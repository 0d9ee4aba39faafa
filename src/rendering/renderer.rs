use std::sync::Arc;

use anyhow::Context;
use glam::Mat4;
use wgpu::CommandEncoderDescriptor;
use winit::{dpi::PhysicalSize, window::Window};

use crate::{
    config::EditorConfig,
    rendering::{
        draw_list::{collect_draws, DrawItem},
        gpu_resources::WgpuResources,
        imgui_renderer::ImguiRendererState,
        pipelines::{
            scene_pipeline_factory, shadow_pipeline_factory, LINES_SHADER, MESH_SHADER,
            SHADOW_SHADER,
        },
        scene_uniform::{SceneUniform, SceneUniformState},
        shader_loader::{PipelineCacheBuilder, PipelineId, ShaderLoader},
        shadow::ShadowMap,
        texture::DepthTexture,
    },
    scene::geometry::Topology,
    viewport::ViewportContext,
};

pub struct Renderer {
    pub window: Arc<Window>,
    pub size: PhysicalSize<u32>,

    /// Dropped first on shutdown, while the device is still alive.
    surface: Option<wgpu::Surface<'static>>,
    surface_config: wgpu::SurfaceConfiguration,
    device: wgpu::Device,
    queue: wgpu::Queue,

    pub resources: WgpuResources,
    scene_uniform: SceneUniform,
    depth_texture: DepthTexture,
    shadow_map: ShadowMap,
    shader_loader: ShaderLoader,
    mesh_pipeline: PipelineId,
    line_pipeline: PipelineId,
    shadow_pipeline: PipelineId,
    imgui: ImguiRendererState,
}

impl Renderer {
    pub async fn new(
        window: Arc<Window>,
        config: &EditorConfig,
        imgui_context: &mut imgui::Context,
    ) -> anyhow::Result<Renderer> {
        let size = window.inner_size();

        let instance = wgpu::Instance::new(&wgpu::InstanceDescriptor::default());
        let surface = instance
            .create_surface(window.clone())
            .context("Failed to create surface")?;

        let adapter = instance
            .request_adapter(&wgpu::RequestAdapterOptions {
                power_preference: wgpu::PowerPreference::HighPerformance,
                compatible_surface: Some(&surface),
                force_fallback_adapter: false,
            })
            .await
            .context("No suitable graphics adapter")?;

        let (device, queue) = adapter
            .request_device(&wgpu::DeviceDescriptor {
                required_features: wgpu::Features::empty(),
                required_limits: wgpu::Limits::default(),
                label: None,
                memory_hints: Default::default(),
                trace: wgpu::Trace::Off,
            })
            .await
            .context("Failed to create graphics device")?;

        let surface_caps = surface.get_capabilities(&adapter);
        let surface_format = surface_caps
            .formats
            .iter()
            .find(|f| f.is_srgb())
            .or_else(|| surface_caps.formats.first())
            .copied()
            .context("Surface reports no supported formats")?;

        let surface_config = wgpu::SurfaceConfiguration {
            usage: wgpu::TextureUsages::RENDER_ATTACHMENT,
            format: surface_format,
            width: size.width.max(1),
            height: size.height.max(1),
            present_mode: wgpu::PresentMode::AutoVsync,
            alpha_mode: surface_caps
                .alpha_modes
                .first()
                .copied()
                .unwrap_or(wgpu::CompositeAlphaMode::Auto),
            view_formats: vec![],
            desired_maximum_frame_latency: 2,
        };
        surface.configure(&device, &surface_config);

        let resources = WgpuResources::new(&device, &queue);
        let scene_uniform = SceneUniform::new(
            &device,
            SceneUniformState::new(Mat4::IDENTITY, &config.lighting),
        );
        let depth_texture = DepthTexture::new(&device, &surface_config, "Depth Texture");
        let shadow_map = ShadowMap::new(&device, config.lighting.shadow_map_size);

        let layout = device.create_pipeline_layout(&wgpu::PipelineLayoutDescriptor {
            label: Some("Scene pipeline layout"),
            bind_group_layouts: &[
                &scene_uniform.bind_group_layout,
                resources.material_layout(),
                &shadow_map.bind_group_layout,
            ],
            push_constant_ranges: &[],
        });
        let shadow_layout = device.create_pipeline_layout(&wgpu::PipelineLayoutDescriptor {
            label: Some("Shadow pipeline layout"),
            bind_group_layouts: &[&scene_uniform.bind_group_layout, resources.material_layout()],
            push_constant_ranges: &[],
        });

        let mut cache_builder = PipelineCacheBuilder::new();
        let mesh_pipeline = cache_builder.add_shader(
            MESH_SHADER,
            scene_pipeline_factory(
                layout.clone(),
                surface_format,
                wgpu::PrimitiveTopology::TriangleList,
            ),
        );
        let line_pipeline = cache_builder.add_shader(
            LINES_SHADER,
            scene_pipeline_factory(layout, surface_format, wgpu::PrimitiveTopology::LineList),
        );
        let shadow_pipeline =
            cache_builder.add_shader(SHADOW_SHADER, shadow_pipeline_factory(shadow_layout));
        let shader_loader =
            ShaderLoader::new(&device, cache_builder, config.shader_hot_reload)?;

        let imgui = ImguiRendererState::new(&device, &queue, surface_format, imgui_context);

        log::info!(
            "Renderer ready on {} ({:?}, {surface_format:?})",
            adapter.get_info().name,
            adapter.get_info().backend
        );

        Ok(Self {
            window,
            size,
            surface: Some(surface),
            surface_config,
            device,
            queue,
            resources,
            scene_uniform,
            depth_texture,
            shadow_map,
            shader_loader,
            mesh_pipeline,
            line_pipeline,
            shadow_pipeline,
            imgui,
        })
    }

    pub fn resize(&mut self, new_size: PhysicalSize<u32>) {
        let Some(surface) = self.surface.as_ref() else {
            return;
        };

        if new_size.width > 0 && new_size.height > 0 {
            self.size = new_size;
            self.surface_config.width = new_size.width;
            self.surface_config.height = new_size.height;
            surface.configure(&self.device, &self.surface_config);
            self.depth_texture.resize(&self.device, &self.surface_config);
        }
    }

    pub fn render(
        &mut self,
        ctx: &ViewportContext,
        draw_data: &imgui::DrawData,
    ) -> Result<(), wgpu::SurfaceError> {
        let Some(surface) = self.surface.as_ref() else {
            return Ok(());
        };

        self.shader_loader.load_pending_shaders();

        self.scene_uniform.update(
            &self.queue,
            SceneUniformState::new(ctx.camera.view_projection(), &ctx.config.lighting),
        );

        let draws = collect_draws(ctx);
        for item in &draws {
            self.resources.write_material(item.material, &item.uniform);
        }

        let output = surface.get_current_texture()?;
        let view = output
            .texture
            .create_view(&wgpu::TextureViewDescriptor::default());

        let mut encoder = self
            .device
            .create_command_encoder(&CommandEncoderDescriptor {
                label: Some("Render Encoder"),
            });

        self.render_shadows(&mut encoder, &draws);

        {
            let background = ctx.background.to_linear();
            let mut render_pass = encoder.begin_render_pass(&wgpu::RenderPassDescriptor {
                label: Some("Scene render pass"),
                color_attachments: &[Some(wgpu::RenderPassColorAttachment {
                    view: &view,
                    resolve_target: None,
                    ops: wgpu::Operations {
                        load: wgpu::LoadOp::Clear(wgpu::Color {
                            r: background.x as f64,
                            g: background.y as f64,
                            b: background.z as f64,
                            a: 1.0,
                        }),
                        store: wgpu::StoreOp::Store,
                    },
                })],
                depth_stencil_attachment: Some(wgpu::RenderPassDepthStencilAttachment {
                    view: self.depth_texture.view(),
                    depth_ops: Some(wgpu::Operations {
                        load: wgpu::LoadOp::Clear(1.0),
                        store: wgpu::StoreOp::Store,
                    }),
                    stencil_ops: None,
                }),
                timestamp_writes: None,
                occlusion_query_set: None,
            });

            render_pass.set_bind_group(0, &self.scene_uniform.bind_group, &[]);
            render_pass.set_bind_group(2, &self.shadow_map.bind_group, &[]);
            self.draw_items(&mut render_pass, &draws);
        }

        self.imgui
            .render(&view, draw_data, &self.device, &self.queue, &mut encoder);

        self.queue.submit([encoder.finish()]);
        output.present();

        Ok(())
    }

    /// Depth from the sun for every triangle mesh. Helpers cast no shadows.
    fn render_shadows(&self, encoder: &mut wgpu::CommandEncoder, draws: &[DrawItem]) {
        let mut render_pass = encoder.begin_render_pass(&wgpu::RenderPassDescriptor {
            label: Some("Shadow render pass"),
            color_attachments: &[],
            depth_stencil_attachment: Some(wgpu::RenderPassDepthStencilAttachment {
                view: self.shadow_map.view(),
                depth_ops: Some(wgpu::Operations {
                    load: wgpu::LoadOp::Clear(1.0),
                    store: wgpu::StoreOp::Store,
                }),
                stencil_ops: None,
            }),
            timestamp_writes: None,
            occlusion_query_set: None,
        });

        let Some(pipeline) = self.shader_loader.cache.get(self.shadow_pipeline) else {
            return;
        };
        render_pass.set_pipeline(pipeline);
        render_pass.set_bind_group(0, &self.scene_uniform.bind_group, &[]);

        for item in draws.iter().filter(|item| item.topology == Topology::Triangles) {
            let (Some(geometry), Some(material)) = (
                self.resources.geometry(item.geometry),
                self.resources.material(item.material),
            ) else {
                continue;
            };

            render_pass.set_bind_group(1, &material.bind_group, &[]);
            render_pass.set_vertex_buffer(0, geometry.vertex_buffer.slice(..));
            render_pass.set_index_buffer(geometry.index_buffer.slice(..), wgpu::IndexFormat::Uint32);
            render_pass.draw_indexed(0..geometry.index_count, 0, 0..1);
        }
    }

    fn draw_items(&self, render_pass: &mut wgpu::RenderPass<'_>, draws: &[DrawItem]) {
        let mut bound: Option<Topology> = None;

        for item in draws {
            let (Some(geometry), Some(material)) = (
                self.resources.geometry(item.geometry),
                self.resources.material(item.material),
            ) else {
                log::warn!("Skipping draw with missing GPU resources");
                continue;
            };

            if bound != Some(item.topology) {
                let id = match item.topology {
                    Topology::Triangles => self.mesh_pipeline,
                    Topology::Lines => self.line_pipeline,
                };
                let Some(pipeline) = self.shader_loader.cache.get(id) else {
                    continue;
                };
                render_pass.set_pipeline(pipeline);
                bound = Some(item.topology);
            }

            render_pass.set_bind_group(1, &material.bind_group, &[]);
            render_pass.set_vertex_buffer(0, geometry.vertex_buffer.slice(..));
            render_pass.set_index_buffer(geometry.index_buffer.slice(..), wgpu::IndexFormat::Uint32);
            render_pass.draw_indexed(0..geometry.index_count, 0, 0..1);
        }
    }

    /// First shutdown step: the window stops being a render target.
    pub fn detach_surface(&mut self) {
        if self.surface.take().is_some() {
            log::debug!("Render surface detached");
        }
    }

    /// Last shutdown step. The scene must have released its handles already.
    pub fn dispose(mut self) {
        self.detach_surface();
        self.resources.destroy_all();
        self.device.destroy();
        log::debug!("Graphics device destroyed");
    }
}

TO DO
Please go through the data above and copy each line containing the word "rendering".

TASK SOLUTION
filename src/rendering/renderer.rs
    rendering::{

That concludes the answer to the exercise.